Some have included a bridge across Boston Bay, there was a suggestion that trucks turn off Lincoln Highway to the north of the city and travel through the hills around to the south of Port Lincoln and at one stage there was an idea that included a road adjacent the foreshore.
The need for a bypass has been driven (excuse the pun) by people’s annoyance at trucks coming in and out of Port Lincoln.
And the problem people have tends to be mostly during summer when the grain trucks are coming in and out.
Car driver frustration levels rise when they are held up behind road trains or even semi trailers as they traverse Port Lincoln’s streets.
People get annoyed because they are made late or inconvenienced.
They duck in and out of the front of these large trucks and the truck drivers are constantly on edge waiting for someone to try and get in front.
It can be seen at roundabouts and anywhere there are dual lanes.

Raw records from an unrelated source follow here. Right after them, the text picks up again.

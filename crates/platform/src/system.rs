//! `sysinfo` process table for macOS and the BSDs

use std::sync::Mutex;
use sysinfo::{Pid, ProcessRefreshKind, ProcessStatus, ProcessesToUpdate, System, UpdateKind};
use time::OffsetDateTime;
use witr_core::{ProcessFacts, ProcessRecord, ProcessState, ProcessTable, SourceError, SourceResult};

use crate::users::UserTable;

const COLLABORATOR: &str = "sysinfo";

#[derive(Debug)]
pub struct SystemProcessTable {
    system: Mutex<System>,
    users: UserTable,
}

impl Default for SystemProcessTable {
    fn default() -> Self {
        Self::new()
    }
}

impl SystemProcessTable {
    pub fn new() -> Self {
        Self {
            system: Mutex::new(System::new()),
            users: UserTable::load(),
        }
    }

    fn refresh_kind() -> ProcessRefreshKind {
        ProcessRefreshKind::nothing()
            .with_cmd(UpdateKind::OnlyIfNotSet)
            .with_exe(UpdateKind::OnlyIfNotSet)
            .with_cwd(UpdateKind::OnlyIfNotSet)
            .with_user(UpdateKind::OnlyIfNotSet)
    }

    fn record(&self, process: &sysinfo::Process) -> ProcessRecord {
        let cmdline = process
            .cmd()
            .iter()
            .map(|arg| arg.to_string_lossy())
            .collect::<Vec<_>>()
            .join(" ");
        let mut record = ProcessRecord::new(
            process.pid().as_u32(),
            process.parent().map(Pid::as_u32).unwrap_or(0),
            process.name().to_string_lossy().into_owned(),
            cmdline,
        );
        record.state = process_state(process.status());

        let uid = process.user_id().map(|uid| **uid);
        record.facts = ProcessFacts {
            exe: process.exe().map(|p| p.display().to_string()),
            uid,
            user: uid.and_then(|uid| self.users.name(uid)),
            started_at: started_at(process.start_time()),
            working_dir: process.cwd().map(|p| p.display().to_string()),
            ..ProcessFacts::default()
        };
        record
    }
}

impl ProcessTable for SystemProcessTable {
    fn name(&self) -> &'static str {
        COLLABORATOR
    }

    fn read_process(&self, pid: u32) -> SourceResult<ProcessRecord> {
        let mut system = self
            .system
            .lock()
            .map_err(|e| SourceError::unavailable(COLLABORATOR, e.to_string()))?;
        let target = Pid::from_u32(pid);
        system.refresh_processes_specifics(ProcessesToUpdate::Some(&[target]), true, Self::refresh_kind());
        system
            .process(target)
            .map(|process| self.record(process))
            .ok_or(SourceError::ProcessNotFound { pid })
    }

    fn list_processes(&self) -> SourceResult<Vec<ProcessRecord>> {
        let mut system = self
            .system
            .lock()
            .map_err(|e| SourceError::unavailable(COLLABORATOR, e.to_string()))?;
        system.refresh_processes_specifics(ProcessesToUpdate::All, true, Self::refresh_kind());
        let mut records: Vec<ProcessRecord> = system
            .processes()
            .values()
            // Linux threads show up as tasks of their process
            .filter(|process| process.thread_kind().is_none())
            .map(|process| self.record(process))
            .collect();
        records.sort_by_key(|r| r.pid);
        Ok(records)
    }
}

fn process_state(status: ProcessStatus) -> ProcessState {
    match status {
        ProcessStatus::Run => ProcessState::Running,
        ProcessStatus::Sleep => ProcessState::Sleeping,
        ProcessStatus::Idle => ProcessState::Idle,
        ProcessStatus::Stop | ProcessStatus::Tracing => ProcessState::Stopped,
        ProcessStatus::Zombie => ProcessState::Zombie,
        ProcessStatus::Dead => ProcessState::Dead,
        ProcessStatus::UninterruptibleDiskSleep => ProcessState::DiskSleep,
        _ => ProcessState::Unknown,
    }
}

/// `sysinfo` reports 0 when the start time is unknown
fn started_at(epoch_secs: u64) -> Option<OffsetDateTime> {
    if epoch_secs == 0 {
        return None;
    }
    OffsetDateTime::from_unix_timestamp(i64::try_from(epoch_secs).ok()?).ok()
}

#[cfg(test)]
mod tests {
    use super::*;

    #[test]
    fn test_process_state() {
        assert_eq!(process_state(ProcessStatus::Run), ProcessState::Running);
        assert_eq!(process_state(ProcessStatus::Tracing), ProcessState::Stopped);
        assert_eq!(process_state(ProcessStatus::UninterruptibleDiskSleep), ProcessState::DiskSleep);
        assert_eq!(process_state(ProcessStatus::Unknown(42)), ProcessState::Unknown);
    }

    #[test]
    fn test_started_at() {
        assert_eq!(started_at(0), None);
        assert_eq!(started_at(1_700_000_000).map(|t| t.unix_timestamp()), Some(1_700_000_000));
    }

    #[test]
    #[ignore] // Reads the live process table
    fn test_reads_self() {
        let table = SystemProcessTable::new();
        let pid = std::process::id();
        let record = table.read_process(pid).unwrap();
        assert_eq!(record.pid, pid);
        assert_eq!(record.ppid, std::os::unix::process::parent_id());
        assert!(record.facts.started_at.is_some());
        assert!(table.list_processes().unwrap().iter().any(|r| r.pid == pid));
    }

    #[test]
    fn test_unknown_pid_is_not_found() {
        let table = SystemProcessTable {
            system: Mutex::new(System::new()),
            users: UserTable::default(),
        };
        assert!(table.read_process(u32::MAX - 1).unwrap_err().is_not_found());
    }
}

The Times had one truck driver ask us to run a series of stories about the potential danger to life posed by people in cars pulling in front of trucks.
The reason we have trucks coming through the centre of town is that in their wisdom, whether right or wrong, civic leaders about 60 years ago decided Port Lincoln was the best to have a major port facility for the region’s grain.
There was another site - Cape Hardy - to the south of Port Neill (the same Cape Hardy Iron Road is interested in exporting iron ore from) that was also in the running but Port Lincoln won, however planning for the future as far as roads were concerned never took place.
And like it or not we are stuck with the silos and unless someone spends billions on another rail system, we will be stuck with the trucks that come in and out, which, when one stops and thinks about it, aren’t all that much of a problem.
They carry a lot of income into our region and like people in larger cities, we may have to just allow a bit more time to get where we’re going. We’re talking a few minutes too, this is Port Lincoln after all, not Sydney.
The truck drivers are professionals who are often much maligned for just doing an important job.